Your objective ▸ Search the records for the word "None" and pick out every line that has it.

Records from a data collection ▸

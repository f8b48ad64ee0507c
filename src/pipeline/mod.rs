//! Resolution pipelines
//!
//! A pipeline is the ordered list of [`Stage`]s a registration runs to
//! produce a value. It is built once per registration, on first resolution,
//! and cached in the registration.
//!
//! Two strategies are available:
//!
//! - [`PipelineStrategy::Interpreted`] walks the stage list on every call
//!   and redoes member selection each time.
//! - [`PipelineStrategy::Specialized`] folds the stages into a single
//!   closure that reuses its member selection until the registrations
//!   visible from the resolving scope, or the metadata, change.
//!
//! Both select the same members for the same registrations. Resolutions
//! carrying resolver overrides always run interpreted, since overrides
//! change selection.

mod frame;
mod stages;

pub use frame::Resolver;
pub(crate) use frame::{CallGraph, Frame};
pub use stages::Stage;

use crate::error::Fault;
use crate::registration::RegistrationManager;
use stages::Chain;
use std::fmt;
use std::sync::Arc;

#[cfg(feature = "logging")]
use tracing::debug;

/// Compiled form of a stage chain
pub(crate) type Compiled = Arc<dyn Fn(&mut Frame<'_>) -> Result<(), Fault> + Send + Sync>;

#[inline]
pub(crate) fn compiled<F>(f: F) -> Compiled
where
    F: for<'f, 'g> Fn(&'f mut Frame<'g>) -> Result<(), Fault> + Send + Sync + 'static,
{
    Arc::new(f)
}

/// How pipelines are executed
#[derive(Debug, Clone, Copy, PartialEq, Eq, Hash, Default)]
pub enum PipelineStrategy {
    /// Walk the stage list on every resolution
    Interpreted,
    /// Fold the stages into a closure that caches member selection
    #[default]
    Specialized,
}

/// A cached resolution pipeline
#[derive(Clone)]
pub(crate) enum Pipeline {
    Interpreted(Arc<[Stage]>),
    Specialized { compiled: Compiled, stages: Arc<[Stage]> },
}

impl Pipeline {
    pub(crate) fn interpreted(stages: Vec<Stage>) -> Self {
        Pipeline::Interpreted(stages.into())
    }

    pub(crate) fn specialized(stages: Vec<Stage>) -> Self {
        Pipeline::Specialized {
            compiled: stages::specialize(&stages),
            stages: stages.into(),
        }
    }

    /// Build the pipeline for `registration`
    pub(crate) fn build(strategy: PipelineStrategy, registration: &RegistrationManager) -> Self {
        let stages = Stage::for_category(registration.category());

        #[cfg(feature = "logging")]
        debug!(
            target: "injector_runtime",
            contract = %registration.contract(),
            category = ?registration.category(),
            strategy = ?strategy,
            stages = stages.len(),
            "Building resolution pipeline"
        );

        match strategy {
            PipelineStrategy::Interpreted => Pipeline::interpreted(stages),
            PipelineStrategy::Specialized => Pipeline::specialized(stages),
        }
    }

    pub(crate) fn strategy(&self) -> PipelineStrategy {
        match self {
            Pipeline::Interpreted(_) => PipelineStrategy::Interpreted,
            Pipeline::Specialized { .. } => PipelineStrategy::Specialized,
        }
    }

    #[cfg(test)]
    /// Number of stages, if the pipeline is still a stage list
    pub(crate) fn stage_count(&self) -> Option<usize> {
        match self {
            Pipeline::Interpreted(stages) => Some(stages.len()),
            Pipeline::Specialized { .. } => None,
        }
    }

    pub(crate) fn stages(&self) -> &[Stage] {
        match self {
            Pipeline::Interpreted(stages) | Pipeline::Specialized { stages, .. } => stages,
        }
    }

    /// Run the pipeline; on success the frame holds the value
    pub(crate) fn run(&self, frame: &mut Frame<'_>) -> Result<(), Fault> {
        match self {
            Pipeline::Specialized { compiled, .. } if !frame.graph.has_overrides() => compiled(frame),
            _ => Chain::new(self.stages()).run(frame),
        }
    }
}

impl fmt::Debug for Pipeline {
    fn fmt(&self, f: &mut fmt::Formatter<'_>) -> fmt::Result {
        f.debug_struct("Pipeline")
            .field("strategy", &self.strategy())
            .field("stages", &self.stages())
            .finish()
    }
}

#[cfg(test)]
mod tests {
    use super::*;
    use crate::registration::Category;

    #[test]
    fn test_stage_order_per_category() {
        assert_eq!(
            Stage::for_category(Category::Factory),
            vec![Stage::Lifetime, Stage::Instance]
        );
        assert_eq!(
            Stage::for_category(Category::TypeMapping),
            vec![
                Stage::Lifetime,
                Stage::Mapping,
                Stage::Construction,
                Stage::Fields,
                Stage::Properties,
                Stage::Methods,
            ]
        );
        assert_eq!(
            Stage::for_category(Category::ExplicitType).first(),
            Some(&Stage::Lifetime)
        );
    }

    #[test]
    fn test_specialized_keeps_stage_list() {
        let pipeline = Pipeline::specialized(vec![Stage::Lifetime, Stage::Instance]);
        assert_eq!(pipeline.strategy(), PipelineStrategy::Specialized);
        assert_eq!(pipeline.stage_count(), None);
        assert_eq!(pipeline.stages(), &[Stage::Lifetime, Stage::Instance]);
    }

    #[test]
    fn test_default_strategy_is_specialized() {
        assert_eq!(PipelineStrategy::default(), PipelineStrategy::Specialized);
    }
}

The answer ▸
            Pipeline::Specialized { .. } => None,
        assert_eq!(pipeline.stage_count(), None);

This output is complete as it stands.